Bam file does not contain cell and umi barcodes appropriatelly formatted (Run on modified Smart-seq2 protocol)

velocyto-team / velocyto.py

RNA velocity estimation in Python

http://velocyto.org/velocyto.py/

BSD 2-Clause "Simplified" License

159 stars 83 forks source link

Bam file does not contain cell and umi barcodes appropriatelly formatted (Run on modified Smart-seq2 protocol) #107

Open Suger0917 opened 6 years ago

Suger0917 commented 6 years ago

Dear Velocyto Team, Our lab used a modified Smart-seq2 protocol to allow for multiplexed single-cell RNA-seq. Primers of RT reaction were designed with cell-specific barcodes and unique molecular identifier [UMI]. After alignment to hg19 reference genome using Tophat, bam files were generated and organized by cell in a folder structure similar to the following: plateX/cell01/cell01.bam plateX/cell02/cell02.bam plateX/cell03/cell03.bam ... Bam file of each cell included UMI information similar to the following: The first 8bp of column1 is UMI information of each reads. I don't know where and when to add a TAG named UB(UMI barcode) or XM. If I just run velocyto like this: velocyto run -o $output_path -m $repeat_msk_gtf $sorted_genome_bam $gtf It will return erros: OSError: The bam file does not contain cell and umi barcodes appropriatelly formatted. If you are runnin UMI-less data you should use the -U flag.

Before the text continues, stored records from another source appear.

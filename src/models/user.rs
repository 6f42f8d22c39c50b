use serde::Serialize;
use sqlx::FromRow;
use time::OffsetDateTime;
use uuid::Uuid;

/// ユーザー
///
/// 2FA関連カラムの不変条件:
/// - `uses_2fa = true` のとき `otp_secret_encrypted` は必ず存在する
/// - 有効化途中（tentative）のシークレットはDBに書かず、アクショントークン内にのみ置く
/// - `last_otp` は直近に受理したTOTP値（リプレイ拒否用）
#[derive(Debug, FromRow, Serialize)]
pub struct User {
    pub id: Uuid,
    pub name: String,
    pub email: String,
    #[serde(skip)]
    pub password_hash: Option<String>,
    pub active: bool,
    pub uses_2fa: bool,
    /// TOTPシード（base32）の暗号文。平文はログ出力禁止
    #[serde(skip)]
    pub otp_secret_encrypted: Option<String>,
    #[serde(skip)]
    pub last_otp: Option<String>,
    pub last_login: Option<OffsetDateTime>,
    pub created_at: OffsetDateTime,
    pub updated_at: OffsetDateTime,
}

Could you please give me some advice to modify our pipeline to prepare correct format of bam files, or give me some examples including bam files to run velocyto?

Thank you!

snower2010 commented 6 years ago

Hi, I came to the same problem. And after I modified my bam file by package "simplesam". This problem has been solved. A template script is as foolowings: import simplesam barcode_tag = 'CB' umi_tag = 'UB' with simplesam.Reader(open("in.bam")) as in_bam: with simplesam.Writer(open("out.sam", 'w'), in_bam.header) as out_sam: for read in in_bam: read[umitag] = read.qname.split("")[2] # add the umi tag read[barcodetag] = read.qname.split("")[1] # add the barcode tag out_sam.write(read)

And then convert this sam file into a bam file by "samtools". Use this bam file as input for velocyto. Hope it will also work for you.

Suger0917 commented 6 years ago

Thank you! I tried "simplesam", it works well. But it occupied too much memory of cpu.

eynullazada commented 4 years ago

I had the same issue and I tried simplesam but it gives me index error. Do you have any idea why it might happen?

The way I run it:

import simplesam barcode_tag = 'CB' umi_tag = 'UB' with simplesam.Reader(open("A2S_Day6_sorted.bam")) as in_bam: ... with simplesam.Writer(open("out.sam", 'w'), in_bam.header) as out_sam: ... for read in in_bam: ... read[umi_tag] = read.qname.split()[2] ... read[barcode_tag] = read.qname.split()[1] ... out_sam.write(read)

error:

File "", line 4, in IndexError: list index out of range

I appreciate your help

MelissaSaichi commented 3 years ago

Hello, I have encountered the same issue using a BAM file output from BD-Rhapsody. I would appreciate your help

yaxing0zhao commented 3 years ago

Hello, I have encountered the same issue using a BAM file output from BD-Rhapsody. I would appreciate your help

Did you fix the issue, I get the same error. Many thanks~

denvercal1234GitHub commented 2 years ago

@Suger0917 did you have to modify the script provided by @snower2010 somehow for your own data, or you just use the same? And if you had to, how did you go about doing it? Thank you so much!

Akriebs commented 2 years ago

I am also getting the same error as @MelissaSaichi and @yaxing0zhao with a BD-Rhapsody file. Was this issue ever resolved, and if so, how?

eynullazada commented 2 years ago

Hi all

I was having the same issue and running the following command helped:

samtools view my_data_sorted.bam -h |awk '{gsub(/XU:/,"XM:"); print $0}' |awk '{gsub(/XB:/,"XC:"); print $0}' > my_data_sorted_replacetagcode.sam

Hope it helps

Khagani

From: Akriebs @.> Sent: Wednesday, March 30, 2022 11:00 AM To: velocyto-team/velocyto.py @.> Cc: KHAGANI EYNULLAZADA @.>; Comment @.> Subject: Re: [velocyto-team/velocyto.py] Bam file does not contain cell and umi barcodes appropriatelly formatted (Run on modified Smart-seq2 protocol) (#107)

I am also getting the same error as @MelissaSaichihttps://github.com/MelissaSaichi and @yaxing0zhaohttps://github.com/yaxing0zhao with a BD-Rhapsody file. Was this issue ever resolved, and if so, how?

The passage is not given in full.